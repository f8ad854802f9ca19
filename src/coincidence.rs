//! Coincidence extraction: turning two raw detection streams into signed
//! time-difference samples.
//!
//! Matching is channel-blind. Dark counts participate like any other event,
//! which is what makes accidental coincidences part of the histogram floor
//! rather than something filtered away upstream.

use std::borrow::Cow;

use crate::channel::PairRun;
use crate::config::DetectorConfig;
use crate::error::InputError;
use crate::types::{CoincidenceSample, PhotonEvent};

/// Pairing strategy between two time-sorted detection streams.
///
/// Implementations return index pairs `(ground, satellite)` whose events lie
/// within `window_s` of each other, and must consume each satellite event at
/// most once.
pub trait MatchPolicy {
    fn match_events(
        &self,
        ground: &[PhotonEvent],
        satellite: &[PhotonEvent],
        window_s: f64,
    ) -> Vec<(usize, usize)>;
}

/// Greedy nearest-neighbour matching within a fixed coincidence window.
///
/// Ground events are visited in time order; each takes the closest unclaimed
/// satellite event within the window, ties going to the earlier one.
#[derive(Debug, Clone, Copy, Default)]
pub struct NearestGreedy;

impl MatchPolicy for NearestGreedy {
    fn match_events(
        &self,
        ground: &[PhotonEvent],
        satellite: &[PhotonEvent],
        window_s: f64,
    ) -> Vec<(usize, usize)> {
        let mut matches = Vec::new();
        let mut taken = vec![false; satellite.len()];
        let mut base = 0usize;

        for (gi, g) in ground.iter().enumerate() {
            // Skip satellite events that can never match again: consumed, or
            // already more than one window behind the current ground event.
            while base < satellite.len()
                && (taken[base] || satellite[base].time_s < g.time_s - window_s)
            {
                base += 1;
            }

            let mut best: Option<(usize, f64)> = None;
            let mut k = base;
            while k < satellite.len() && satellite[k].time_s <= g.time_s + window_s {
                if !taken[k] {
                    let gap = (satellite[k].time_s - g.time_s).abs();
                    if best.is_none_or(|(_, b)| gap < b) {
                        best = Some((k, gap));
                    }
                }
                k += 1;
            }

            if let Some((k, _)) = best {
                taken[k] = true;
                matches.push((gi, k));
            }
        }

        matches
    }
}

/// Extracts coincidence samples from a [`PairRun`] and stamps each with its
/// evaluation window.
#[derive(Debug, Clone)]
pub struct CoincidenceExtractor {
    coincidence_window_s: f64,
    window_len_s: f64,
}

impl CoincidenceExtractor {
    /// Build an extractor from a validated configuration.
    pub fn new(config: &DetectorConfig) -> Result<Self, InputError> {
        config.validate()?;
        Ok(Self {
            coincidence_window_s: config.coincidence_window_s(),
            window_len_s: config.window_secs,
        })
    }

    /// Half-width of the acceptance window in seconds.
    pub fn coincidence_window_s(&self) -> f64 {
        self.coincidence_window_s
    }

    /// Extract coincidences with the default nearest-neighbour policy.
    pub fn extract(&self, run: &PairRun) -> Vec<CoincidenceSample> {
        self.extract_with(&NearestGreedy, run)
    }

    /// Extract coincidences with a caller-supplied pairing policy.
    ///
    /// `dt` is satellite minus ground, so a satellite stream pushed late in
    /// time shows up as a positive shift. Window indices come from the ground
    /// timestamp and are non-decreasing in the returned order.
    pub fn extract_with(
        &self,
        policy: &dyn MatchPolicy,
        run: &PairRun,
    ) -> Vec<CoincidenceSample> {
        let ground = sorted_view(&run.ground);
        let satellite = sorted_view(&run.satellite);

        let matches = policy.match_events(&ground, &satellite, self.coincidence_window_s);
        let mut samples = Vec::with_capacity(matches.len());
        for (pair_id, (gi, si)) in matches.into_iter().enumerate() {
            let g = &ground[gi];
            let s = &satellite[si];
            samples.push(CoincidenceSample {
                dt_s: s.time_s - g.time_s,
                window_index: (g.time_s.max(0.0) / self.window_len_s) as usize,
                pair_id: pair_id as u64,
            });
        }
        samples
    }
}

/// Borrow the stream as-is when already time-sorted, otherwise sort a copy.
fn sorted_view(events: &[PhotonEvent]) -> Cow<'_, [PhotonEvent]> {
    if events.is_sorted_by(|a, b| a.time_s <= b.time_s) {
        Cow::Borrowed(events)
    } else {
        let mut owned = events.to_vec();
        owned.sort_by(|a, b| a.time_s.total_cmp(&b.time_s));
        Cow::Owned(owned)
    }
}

________________________

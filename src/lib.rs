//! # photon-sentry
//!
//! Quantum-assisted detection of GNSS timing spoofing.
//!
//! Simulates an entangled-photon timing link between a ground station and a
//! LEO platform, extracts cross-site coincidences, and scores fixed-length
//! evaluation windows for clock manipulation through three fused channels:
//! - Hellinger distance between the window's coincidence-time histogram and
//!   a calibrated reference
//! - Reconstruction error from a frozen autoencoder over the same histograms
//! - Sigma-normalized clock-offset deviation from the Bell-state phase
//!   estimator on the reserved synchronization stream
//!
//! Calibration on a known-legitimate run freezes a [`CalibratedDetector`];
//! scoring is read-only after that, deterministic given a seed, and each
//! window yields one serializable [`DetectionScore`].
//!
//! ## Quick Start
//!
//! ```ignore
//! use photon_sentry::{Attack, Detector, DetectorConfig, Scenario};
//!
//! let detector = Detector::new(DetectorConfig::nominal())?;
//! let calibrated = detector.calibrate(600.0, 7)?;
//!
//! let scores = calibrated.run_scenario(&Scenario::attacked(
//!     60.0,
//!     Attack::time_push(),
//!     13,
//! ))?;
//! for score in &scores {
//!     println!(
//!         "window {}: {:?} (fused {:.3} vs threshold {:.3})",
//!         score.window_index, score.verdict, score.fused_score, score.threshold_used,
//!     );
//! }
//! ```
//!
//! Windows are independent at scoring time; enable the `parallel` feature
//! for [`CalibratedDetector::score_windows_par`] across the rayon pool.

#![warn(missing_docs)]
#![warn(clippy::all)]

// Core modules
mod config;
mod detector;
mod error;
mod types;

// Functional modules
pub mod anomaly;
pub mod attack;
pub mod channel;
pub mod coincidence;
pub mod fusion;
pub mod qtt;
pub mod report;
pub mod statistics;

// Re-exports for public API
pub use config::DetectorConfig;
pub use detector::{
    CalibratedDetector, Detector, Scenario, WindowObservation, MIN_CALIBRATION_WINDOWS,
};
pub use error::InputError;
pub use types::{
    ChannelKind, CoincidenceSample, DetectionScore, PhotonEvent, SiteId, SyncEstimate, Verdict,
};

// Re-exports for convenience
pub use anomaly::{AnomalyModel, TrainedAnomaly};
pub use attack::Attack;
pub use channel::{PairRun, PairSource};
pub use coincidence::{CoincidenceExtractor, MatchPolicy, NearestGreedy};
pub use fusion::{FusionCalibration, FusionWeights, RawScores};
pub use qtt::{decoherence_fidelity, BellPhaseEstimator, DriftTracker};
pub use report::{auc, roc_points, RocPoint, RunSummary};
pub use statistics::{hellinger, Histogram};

________________________

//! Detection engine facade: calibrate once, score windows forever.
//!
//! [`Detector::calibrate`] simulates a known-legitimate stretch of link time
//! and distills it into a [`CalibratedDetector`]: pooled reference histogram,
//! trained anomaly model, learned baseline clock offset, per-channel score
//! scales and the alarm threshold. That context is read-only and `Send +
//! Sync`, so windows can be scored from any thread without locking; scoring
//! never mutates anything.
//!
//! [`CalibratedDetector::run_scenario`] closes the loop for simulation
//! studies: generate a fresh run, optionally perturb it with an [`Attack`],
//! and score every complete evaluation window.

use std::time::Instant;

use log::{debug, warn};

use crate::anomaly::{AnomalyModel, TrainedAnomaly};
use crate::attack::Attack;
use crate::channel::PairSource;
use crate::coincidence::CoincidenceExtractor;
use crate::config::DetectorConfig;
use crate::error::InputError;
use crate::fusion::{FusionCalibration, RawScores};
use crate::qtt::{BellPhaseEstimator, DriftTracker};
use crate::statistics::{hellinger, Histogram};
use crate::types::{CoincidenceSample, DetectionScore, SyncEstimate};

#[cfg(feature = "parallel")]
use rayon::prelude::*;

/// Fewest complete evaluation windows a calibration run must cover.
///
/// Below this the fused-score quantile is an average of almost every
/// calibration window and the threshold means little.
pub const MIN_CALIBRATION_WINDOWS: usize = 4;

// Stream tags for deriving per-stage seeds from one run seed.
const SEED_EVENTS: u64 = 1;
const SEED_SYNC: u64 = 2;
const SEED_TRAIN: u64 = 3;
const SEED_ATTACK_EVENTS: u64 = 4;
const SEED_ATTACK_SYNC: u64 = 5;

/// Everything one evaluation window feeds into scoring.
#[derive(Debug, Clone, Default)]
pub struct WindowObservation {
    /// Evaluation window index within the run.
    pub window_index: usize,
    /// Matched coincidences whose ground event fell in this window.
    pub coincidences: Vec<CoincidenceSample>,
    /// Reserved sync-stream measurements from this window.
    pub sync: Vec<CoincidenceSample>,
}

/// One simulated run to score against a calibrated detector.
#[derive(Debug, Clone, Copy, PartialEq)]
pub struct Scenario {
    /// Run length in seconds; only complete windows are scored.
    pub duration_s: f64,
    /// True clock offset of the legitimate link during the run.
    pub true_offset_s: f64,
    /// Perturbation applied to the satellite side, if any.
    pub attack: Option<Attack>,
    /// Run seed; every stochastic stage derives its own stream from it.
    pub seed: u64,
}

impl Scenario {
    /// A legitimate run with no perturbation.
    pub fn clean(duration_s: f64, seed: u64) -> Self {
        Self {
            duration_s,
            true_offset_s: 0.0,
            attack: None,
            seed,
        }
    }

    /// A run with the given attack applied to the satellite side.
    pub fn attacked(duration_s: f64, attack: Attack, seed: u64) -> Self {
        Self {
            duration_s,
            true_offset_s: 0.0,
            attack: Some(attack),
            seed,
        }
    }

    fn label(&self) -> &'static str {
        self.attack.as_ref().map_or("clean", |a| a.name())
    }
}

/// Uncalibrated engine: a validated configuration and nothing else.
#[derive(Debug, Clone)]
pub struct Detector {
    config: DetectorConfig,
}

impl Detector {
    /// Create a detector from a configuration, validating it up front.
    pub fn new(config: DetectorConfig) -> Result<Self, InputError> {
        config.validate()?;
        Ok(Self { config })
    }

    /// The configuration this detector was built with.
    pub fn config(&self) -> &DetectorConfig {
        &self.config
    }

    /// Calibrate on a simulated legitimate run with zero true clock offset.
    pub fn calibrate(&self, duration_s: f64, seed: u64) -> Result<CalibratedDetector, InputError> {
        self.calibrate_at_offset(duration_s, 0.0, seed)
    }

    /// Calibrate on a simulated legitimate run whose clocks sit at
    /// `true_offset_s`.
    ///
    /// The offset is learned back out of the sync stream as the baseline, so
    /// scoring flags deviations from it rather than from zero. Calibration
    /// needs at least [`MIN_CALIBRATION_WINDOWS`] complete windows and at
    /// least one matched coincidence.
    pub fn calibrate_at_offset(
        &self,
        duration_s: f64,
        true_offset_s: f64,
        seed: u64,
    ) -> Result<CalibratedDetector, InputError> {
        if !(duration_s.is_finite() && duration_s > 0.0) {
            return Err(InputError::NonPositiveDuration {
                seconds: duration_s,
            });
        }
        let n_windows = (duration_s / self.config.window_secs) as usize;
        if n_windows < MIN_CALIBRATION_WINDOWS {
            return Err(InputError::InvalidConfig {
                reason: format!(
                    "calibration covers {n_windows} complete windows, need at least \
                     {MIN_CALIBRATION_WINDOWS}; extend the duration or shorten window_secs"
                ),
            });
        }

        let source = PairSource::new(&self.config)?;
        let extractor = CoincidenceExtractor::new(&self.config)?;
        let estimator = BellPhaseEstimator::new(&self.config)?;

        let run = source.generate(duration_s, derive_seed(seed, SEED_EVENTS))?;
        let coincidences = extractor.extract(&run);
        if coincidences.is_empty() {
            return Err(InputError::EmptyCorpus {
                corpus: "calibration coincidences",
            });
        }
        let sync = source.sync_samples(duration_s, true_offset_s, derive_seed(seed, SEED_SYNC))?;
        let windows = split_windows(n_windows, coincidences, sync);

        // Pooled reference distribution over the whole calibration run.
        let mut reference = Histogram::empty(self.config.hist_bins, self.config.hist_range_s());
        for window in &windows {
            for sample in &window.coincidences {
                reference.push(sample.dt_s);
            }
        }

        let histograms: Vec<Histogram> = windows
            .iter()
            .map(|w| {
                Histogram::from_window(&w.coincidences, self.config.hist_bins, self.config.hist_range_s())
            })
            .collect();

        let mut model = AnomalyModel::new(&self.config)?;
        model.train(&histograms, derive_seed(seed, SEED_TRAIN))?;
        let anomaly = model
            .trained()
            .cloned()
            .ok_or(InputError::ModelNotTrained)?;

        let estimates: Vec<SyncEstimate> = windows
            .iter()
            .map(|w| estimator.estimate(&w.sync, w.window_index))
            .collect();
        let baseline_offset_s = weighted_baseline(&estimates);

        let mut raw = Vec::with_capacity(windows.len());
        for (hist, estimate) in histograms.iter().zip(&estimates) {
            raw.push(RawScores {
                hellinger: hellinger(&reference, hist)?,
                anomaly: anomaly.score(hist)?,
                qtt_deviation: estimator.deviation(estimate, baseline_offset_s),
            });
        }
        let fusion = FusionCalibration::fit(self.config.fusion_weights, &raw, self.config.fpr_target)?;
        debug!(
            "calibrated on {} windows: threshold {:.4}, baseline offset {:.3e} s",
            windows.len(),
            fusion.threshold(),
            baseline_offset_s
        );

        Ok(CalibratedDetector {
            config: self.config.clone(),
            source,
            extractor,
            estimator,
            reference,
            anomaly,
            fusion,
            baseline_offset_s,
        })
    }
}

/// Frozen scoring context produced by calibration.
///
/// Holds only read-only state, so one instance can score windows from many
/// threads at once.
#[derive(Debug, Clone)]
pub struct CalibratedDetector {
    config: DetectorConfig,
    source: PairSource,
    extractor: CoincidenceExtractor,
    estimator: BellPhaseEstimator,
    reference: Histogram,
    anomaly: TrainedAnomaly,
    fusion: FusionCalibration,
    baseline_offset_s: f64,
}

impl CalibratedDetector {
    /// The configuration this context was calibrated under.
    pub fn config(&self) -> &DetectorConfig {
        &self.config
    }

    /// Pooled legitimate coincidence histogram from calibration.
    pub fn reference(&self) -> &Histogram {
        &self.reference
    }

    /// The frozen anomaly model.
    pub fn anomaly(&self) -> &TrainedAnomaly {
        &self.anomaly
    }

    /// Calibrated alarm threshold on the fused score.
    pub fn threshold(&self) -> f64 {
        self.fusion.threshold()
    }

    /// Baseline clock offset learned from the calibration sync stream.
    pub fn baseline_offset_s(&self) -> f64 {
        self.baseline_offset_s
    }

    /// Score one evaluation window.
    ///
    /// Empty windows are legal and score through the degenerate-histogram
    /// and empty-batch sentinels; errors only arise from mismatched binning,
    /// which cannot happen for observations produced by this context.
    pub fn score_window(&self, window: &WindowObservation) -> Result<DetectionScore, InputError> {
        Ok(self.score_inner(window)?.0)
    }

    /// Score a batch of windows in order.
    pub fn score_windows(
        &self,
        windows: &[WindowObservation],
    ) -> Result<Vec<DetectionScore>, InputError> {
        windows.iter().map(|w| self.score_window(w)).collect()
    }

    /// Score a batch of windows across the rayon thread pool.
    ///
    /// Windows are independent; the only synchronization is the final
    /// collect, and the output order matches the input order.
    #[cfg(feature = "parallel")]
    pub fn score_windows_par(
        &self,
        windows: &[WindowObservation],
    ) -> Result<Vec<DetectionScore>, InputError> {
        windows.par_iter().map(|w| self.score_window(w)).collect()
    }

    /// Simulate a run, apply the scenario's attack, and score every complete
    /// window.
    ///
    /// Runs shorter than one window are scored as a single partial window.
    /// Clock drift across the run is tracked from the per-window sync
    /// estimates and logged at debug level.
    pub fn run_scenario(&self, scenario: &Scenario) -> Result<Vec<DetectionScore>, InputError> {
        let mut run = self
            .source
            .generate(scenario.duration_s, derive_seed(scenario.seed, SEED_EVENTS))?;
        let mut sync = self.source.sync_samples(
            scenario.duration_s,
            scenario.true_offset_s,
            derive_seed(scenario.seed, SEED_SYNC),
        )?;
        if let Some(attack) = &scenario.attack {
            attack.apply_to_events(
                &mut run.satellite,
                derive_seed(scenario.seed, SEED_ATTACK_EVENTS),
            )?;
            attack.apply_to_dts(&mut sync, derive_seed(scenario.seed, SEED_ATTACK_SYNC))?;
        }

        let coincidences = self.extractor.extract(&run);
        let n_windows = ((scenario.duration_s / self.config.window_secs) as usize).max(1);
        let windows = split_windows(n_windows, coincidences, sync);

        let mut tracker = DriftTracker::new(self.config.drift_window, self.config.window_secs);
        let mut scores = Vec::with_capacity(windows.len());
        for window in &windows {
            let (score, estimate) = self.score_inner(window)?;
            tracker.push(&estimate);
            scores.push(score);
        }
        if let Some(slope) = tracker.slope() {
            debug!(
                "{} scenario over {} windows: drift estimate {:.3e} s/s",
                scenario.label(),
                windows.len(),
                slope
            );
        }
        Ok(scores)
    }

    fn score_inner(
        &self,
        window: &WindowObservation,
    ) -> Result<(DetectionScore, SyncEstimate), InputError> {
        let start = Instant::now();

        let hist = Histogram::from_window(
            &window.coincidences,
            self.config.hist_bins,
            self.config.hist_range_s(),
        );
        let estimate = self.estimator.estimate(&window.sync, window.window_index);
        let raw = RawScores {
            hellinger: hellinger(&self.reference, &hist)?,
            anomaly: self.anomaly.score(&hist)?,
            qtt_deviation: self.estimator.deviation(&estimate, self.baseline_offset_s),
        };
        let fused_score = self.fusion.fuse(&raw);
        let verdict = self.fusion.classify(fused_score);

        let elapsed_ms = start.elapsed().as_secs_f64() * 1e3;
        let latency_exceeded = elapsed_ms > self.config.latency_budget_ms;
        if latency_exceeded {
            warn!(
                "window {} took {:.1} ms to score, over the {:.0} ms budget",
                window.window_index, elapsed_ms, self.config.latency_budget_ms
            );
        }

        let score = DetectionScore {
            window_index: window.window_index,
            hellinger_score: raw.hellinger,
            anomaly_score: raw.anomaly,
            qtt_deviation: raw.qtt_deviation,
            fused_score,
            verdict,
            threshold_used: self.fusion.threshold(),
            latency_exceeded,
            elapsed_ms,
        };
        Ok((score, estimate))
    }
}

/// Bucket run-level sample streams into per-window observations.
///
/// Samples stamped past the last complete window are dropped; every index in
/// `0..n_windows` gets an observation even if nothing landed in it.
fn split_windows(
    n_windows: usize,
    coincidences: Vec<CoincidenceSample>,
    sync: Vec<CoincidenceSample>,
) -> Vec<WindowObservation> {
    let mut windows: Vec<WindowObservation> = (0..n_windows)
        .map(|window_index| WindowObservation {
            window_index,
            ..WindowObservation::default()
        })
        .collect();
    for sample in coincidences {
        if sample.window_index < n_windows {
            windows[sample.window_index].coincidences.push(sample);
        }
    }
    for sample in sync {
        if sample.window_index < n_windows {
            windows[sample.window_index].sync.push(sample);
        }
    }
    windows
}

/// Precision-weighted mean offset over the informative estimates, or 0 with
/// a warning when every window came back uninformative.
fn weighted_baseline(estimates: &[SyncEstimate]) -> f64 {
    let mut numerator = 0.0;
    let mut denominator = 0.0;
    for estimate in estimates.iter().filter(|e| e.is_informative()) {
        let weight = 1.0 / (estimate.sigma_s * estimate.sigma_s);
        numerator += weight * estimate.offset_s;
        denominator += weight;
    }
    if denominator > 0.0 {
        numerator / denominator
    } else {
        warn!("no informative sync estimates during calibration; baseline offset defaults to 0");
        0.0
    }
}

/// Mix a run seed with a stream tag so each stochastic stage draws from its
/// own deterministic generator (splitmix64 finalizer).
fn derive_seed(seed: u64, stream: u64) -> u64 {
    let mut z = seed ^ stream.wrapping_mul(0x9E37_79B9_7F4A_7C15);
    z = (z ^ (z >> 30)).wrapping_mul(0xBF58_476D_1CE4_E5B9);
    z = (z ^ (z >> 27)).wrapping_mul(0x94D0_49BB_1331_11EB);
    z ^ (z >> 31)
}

________________________

Exercise goal –
Output only the number of lines in the data above that include the word "fusion".

Solution for this exercise –
11